I built a production order management system for a multi-brand product company — custom catalog, payment processing, CRM sync, and 322 automated tests.
Building an AI-Powered Order System from Scratch
The Problem
A multi-brand product company needed an order system. They were managing orders across spreadsheets, emails, and a patchwork of tools that didn't talk to each other. Sales reps at trade shows were writing orders on paper. Pricing was inconsistent. Nothing synced to their CRM automatically.
They didn't need a generic e-commerce platform. They needed something purpose-built for how they actually sell — wholesale accounts, tiered pricing, in-person kiosk ordering at trade shows, and a sales team that needed to move fast.
I'd been operating in this space long enough to know that off-the-shelf tools would get them 70% of the way there and then slowly drown them in workarounds for the last 30%. So I built it from scratch.
What I Built
Custom Product Catalog
The catalog system follows a hierarchy: collections, product lines, and product variants. This mirrors how the business actually thinks about their products — not how a database would organize them. A daily sync job automatically upserts catalog data so the product information stays current without manual intervention.
Multi-Tier Pricing
Three pricing tiers: wholesale, sub-distributor, and distributor. Not every product has every tier. The system knows which products support which pricing levels and applies the right price automatically based on the customer's account type. This alone eliminated a category of order errors that was costing the company real money.
Payment Processing
Integrated directly with a merchant payment gateway — not Stripe, not a plug-and-play checkout widget. A real gateway integration with tokenized payments, vault storage for returning customers, and capture-on-fulfillment workflows.
CRM Sync
Every order automatically creates or updates a Salesforce opportunity. Drafts start as "Quoted." Captured orders move to "Closed Won." The sales team never has to double-enter data.
Kiosk Mode
At trade shows, the sales team pulls up the system on a tablet. A streamlined flow: welcome screen, customer lookup or creation, product selection, review, payment, done. No training needed. No paper forms. Orders hit the CRM before the rep walks to the next booth.
The Stack
- Next.js + TypeScript — Full-stack framework with API routes
- Neon Postgres — Serverless database with connection pooling
- Custom Payment Gateway — Direct API integration with tokenization
- Salesforce API — Bi-directional sync for opportunities and accounts
- Vercel — Deployment with edge functions and cron jobs
322 Tests and Why That Matters
The system has 322 automated tests across 20 test files. Analytics, authentication, background jobs, logging, permissions, rate limiting, Salesforce integration, email notifications, payment capture, bulk operations, inventory management, cancellation flows, cart logic, order items, and catalog snapshots.

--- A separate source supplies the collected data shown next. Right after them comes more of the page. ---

//! Query result types and schema summaries.

use chrono::{DateTime, NaiveDate, NaiveDateTime, NaiveTime, Utc};
use rust_decimal::Decimal;
use serde::ser::{Serialize, SerializeMap, Serializer};
use serde::Deserialize;
use std::fmt::Write as _;

/// Rows and column metadata returned by an execution.
#[derive(Debug, Clone, Default, serde::Serialize)]
pub struct QueryResult {
    pub columns: Vec<Column>,
    pub rows: Vec<Row>,
    pub row_count: usize,
}

impl QueryResult {
    pub fn new(columns: Vec<Column>, rows: Vec<Row>) -> Self {
        let row_count = rows.len();
        Self {
            columns,
            rows,
            row_count,
        }
    }

    pub fn column_names(&self) -> Vec<String> {
        self.columns.iter().map(|c| c.name.clone()).collect()
    }
}

/// Column metadata.
#[derive(Debug, Clone, PartialEq, Eq, serde::Serialize, Deserialize)]
pub struct Column {
    pub name: String,
    pub data_type: String,
}

impl Column {
    pub fn new(name: impl Into<String>, data_type: impl Into<String>) -> Self {
        Self {
            name: name.into(),
            data_type: data_type.into(),
        }
    }
}

/// One result row, in column order. Serializes as a JSON object whose keys keep
/// that order.
#[derive(Debug, Clone, Default, PartialEq)]
pub struct Row(Vec<(String, CellValue)>);

impl Row {
    pub fn new() -> Self {
        Self::default()
    }

    pub fn with_capacity(capacity: usize) -> Self {
        Self(Vec::with_capacity(capacity))
    }

    pub fn push(&mut self, column: impl Into<String>, value: impl Into<CellValue>) {
        self.0.push((column.into(), value.into()));
    }

    pub fn get(&self, column: &str) -> Option<&CellValue> {
        self.0.iter().find(|(name, _)| name == column).map(|(_, v)| v)
    }

    pub fn len(&self) -> usize {
        self.0.len()
    }

    pub fn is_empty(&self) -> bool {
        self.0.is_empty()
    }

    pub fn iter(&self) -> impl Iterator<Item = (&str, &CellValue)> {
        self.0.iter().map(|(k, v)| (k.as_str(), v))
    }
}

impl Serialize for Row {
    fn serialize<S: Serializer>(&self, serializer: S) -> Result<S::Ok, S::Error> {
        let mut map = serializer.serialize_map(Some(self.0.len()))?;
        for (name, value) in &self.0 {
            map.serialize_entry(name, value)?;
        }
        map.end()
    }
}

impl<K: Into<String>, V: Into<CellValue>> FromIterator<(K, V)> for Row {
    fn from_iter<I: IntoIterator<Item = (K, V)>>(iter: I) -> Self {
        Self(iter.into_iter().map(|(k, v)| (k.into(), v.into())).collect())
    }
}

/// Cell value that can hold different SQL types.
#[derive(Debug, Clone, PartialEq, serde::Serialize)]
#[serde(untagged)]
pub enum CellValue {
    Null,
    Bool(bool),
    Int(i64),
    Float(f64),
    Decimal(Decimal),
    String(String),
    Date(NaiveDate),
    Time(NaiveTime),
    Timestamp(NaiveDateTime),
    TimestampTz(DateTime<Utc>),
    Bytes(Vec<u8>),
    Json(serde_json::Value),
}

impl CellValue {
    pub fn is_null(&self) -> bool {
        matches!(self, Self::Null)
    }

    pub fn as_str(&self) -> Option<&str> {
        match self {
            Self::String(s) => Some(s),
            _ => None,
        }
    }

    pub fn as_i64(&self) -> Option<i64> {
        match self {
            Self::Int(n) => Some(*n),
            _ => None,
        }
    }
}

impl From<()> for CellValue {
    fn from(_: ()) -> Self {
        Self::Null
    }
}

impl From<bool> for CellValue {
    fn from(v: bool) -> Self {
        Self::Bool(v)
    }
}

impl From<i64> for CellValue {
    fn from(v: i64) -> Self {
        Self::Int(v)
    }
}

impl From<i32> for CellValue {
    fn from(v: i32) -> Self {
        Self::Int(v as i64)
    }
}

impl From<f64> for CellValue {
    fn from(v: f64) -> Self {
        Self::Float(v)
    }
}

impl From<Decimal> for CellValue {
    fn from(v: Decimal) -> Self {
        Self::Decimal(v)
    }
}

impl From<String> for CellValue {
    fn from(v: String) -> Self {
        Self::String(v)
    }
}

impl From<&str> for CellValue {
    fn from(v: &str) -> Self {
        Self::String(v.to_string())
    }
}

impl<T: Into<CellValue>> From<Option<T>> for CellValue {
    fn from(v: Option<T>) -> Self {
        v.map_or(Self::Null, Into::into)
    }
}

/// Query execution plan.
#[derive(Debug, Clone, serde::Serialize)]
pub struct ExecutionPlan {
    pub plan_text: String,
    #[serde(skip_serializing_if = "Option::is_none")]
    pub estimated_cost: Option<f64>,
    #[serde(skip_serializing_if = "Option::is_none")]
    pub estimated_rows: Option<i64>,
}

impl ExecutionPlan {
    /// Build from PostgreSQL text-format `EXPLAIN` output, reading the totals
    /// from the top plan node (`cost=<startup>..<total> rows=<n>`).
    pub fn from_text(lines: Vec<String>) -> Self {
        let head = lines.first().map(String::as_str).unwrap_or_default();
        let estimated_cost = head
            .split("cost=")
            .nth(1)
            .and_then(|s| s.split_whitespace().next())
            .and_then(|range| range.split("..").nth(1))
            .and_then(|total| total.parse().ok());
        let estimated_rows = head
            .split("rows=")
            .nth(1)
            .and_then(|s| s.split_whitespace().next())
            .and_then(|n| n.parse().ok());

        Self {
            plan_text: lines.join("\n"),
            estimated_cost,
            estimated_rows,
        }
    }
}

/// One table as seen by the question-to-SQL prompt.
#[derive(Debug, Clone, PartialEq, Eq, serde::Serialize, Deserialize)]
pub struct TableSummary {
    pub schema: String,
    pub name: String,
    pub columns: Vec<Column>,
}

impl TableSummary {
    pub fn qualified_name(&self) -> String {
        if self.schema == "public" || self.schema.is_empty() {
            self.name.clone()
        } else {
            format!("{}.{}", self.schema, self.name)
        }
    }
}

/// Every user-visible table of a database, in a stable order.
#[derive(Debug, Clone, Default, PartialEq, Eq, serde::Serialize, Deserialize)]
pub struct SchemaSummary {
    pub tables: Vec<TableSummary>,
}

impl SchemaSummary {
    pub fn new(tables: Vec<TableSummary>) -> Self {
        Self { tables }
    }

    pub fn is_empty(&self) -> bool {
        self.tables.is_empty()
    }

    /// Prompt text:
    ///
    /// ```text
    /// Table: customers
    /// Columns:
    ///  - id (integer)
    /// ```
    pub fn render(&self) -> String {
        let mut out = String::new();
        for table in &self.tables {
            let _ = writeln!(out, "Table: {}", table.qualified_name());
            out.push_str("Columns:\n");
            for column in &table.columns {
                let _ = writeln!(out, " - {} ({})", column.name, column.data_type);
            }
            out.push('\n');
        }
        out
    }
}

Every one of those tests exists because I've seen what happens when order systems break in production. A payment captures twice. A price calculates wrong. A CRM sync silently fails and the sales team loses a week of data.
Testing isn't about code coverage percentages. It's about knowing where the bodies are buried and making sure they stay buried.
The Result
The system went live and processed its first order successfully. It's running in production today — not as a prototype, not as an MVP, but as the actual system the team uses to run their business.